* **Supplied data**
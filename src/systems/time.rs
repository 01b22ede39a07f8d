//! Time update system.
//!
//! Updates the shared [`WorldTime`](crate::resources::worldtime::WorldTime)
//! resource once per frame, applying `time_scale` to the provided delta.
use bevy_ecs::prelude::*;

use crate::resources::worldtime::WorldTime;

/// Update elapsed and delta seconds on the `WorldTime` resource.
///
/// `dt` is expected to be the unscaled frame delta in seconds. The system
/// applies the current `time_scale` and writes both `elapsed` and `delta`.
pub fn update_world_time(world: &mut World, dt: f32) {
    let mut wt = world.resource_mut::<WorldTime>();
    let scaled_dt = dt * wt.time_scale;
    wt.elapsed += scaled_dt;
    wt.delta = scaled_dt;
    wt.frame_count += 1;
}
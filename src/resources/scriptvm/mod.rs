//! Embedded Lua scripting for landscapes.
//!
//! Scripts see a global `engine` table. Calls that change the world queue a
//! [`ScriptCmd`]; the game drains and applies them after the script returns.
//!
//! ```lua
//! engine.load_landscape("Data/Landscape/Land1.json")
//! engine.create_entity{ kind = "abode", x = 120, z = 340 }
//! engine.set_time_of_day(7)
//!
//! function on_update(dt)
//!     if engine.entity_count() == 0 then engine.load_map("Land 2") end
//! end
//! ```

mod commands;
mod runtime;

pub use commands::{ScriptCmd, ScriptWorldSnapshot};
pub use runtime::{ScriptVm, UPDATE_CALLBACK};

...

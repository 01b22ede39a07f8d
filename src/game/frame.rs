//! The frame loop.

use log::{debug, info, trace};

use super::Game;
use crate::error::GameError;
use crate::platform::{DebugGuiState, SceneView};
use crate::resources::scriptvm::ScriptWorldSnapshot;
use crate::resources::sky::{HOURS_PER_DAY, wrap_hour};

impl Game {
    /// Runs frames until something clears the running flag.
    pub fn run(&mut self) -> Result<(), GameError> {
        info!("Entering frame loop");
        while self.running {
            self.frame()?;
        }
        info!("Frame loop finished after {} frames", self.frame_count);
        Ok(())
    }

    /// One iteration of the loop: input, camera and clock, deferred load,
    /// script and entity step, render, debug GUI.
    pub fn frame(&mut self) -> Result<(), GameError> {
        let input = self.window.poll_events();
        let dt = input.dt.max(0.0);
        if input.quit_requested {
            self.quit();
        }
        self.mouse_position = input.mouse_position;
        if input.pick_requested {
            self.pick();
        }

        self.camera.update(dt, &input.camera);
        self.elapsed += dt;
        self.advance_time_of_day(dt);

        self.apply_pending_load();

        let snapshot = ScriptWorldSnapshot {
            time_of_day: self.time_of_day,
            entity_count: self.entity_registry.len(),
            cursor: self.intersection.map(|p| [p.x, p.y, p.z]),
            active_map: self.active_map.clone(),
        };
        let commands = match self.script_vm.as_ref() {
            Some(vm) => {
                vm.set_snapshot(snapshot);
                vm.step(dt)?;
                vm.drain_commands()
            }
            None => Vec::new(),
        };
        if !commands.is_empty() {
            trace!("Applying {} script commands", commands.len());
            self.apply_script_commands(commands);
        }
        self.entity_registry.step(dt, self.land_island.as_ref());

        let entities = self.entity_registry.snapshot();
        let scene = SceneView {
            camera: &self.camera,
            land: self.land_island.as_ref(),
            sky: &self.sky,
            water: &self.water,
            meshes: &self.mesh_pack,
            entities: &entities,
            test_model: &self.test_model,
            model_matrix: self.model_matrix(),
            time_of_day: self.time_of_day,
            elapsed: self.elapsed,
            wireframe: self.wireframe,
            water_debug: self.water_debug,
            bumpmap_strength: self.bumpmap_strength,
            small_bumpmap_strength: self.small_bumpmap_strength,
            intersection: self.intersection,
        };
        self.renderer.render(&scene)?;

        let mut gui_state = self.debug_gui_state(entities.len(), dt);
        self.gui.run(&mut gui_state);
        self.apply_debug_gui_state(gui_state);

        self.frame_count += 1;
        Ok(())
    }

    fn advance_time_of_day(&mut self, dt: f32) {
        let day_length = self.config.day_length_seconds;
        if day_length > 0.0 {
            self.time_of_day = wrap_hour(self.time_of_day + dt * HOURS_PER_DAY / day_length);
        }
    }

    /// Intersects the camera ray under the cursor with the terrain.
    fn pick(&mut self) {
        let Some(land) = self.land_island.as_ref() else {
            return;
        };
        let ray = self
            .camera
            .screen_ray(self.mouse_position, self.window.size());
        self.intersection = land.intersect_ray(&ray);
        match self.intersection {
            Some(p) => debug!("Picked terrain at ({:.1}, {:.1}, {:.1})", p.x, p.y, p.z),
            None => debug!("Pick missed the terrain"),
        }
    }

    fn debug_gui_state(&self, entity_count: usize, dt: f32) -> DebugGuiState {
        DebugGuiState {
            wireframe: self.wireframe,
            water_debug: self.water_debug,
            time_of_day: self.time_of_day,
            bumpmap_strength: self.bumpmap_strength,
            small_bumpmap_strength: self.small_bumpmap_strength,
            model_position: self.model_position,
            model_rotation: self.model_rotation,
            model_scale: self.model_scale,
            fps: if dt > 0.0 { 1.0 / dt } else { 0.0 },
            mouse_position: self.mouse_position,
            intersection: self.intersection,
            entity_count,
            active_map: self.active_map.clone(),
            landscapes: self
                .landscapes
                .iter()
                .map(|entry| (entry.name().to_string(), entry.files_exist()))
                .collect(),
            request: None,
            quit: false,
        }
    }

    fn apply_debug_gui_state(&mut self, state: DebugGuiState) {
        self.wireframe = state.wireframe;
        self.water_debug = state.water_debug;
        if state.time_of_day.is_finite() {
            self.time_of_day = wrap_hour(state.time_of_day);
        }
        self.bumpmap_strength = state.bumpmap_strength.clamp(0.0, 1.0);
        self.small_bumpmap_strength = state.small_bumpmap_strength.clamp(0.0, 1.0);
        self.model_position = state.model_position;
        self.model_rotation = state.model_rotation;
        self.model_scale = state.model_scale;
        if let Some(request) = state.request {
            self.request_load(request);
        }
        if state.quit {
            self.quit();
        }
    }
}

* **Your goal**
How many lines in the records include "DebugGuiState"? Answer with the number alone.

* **Exercise solution**
4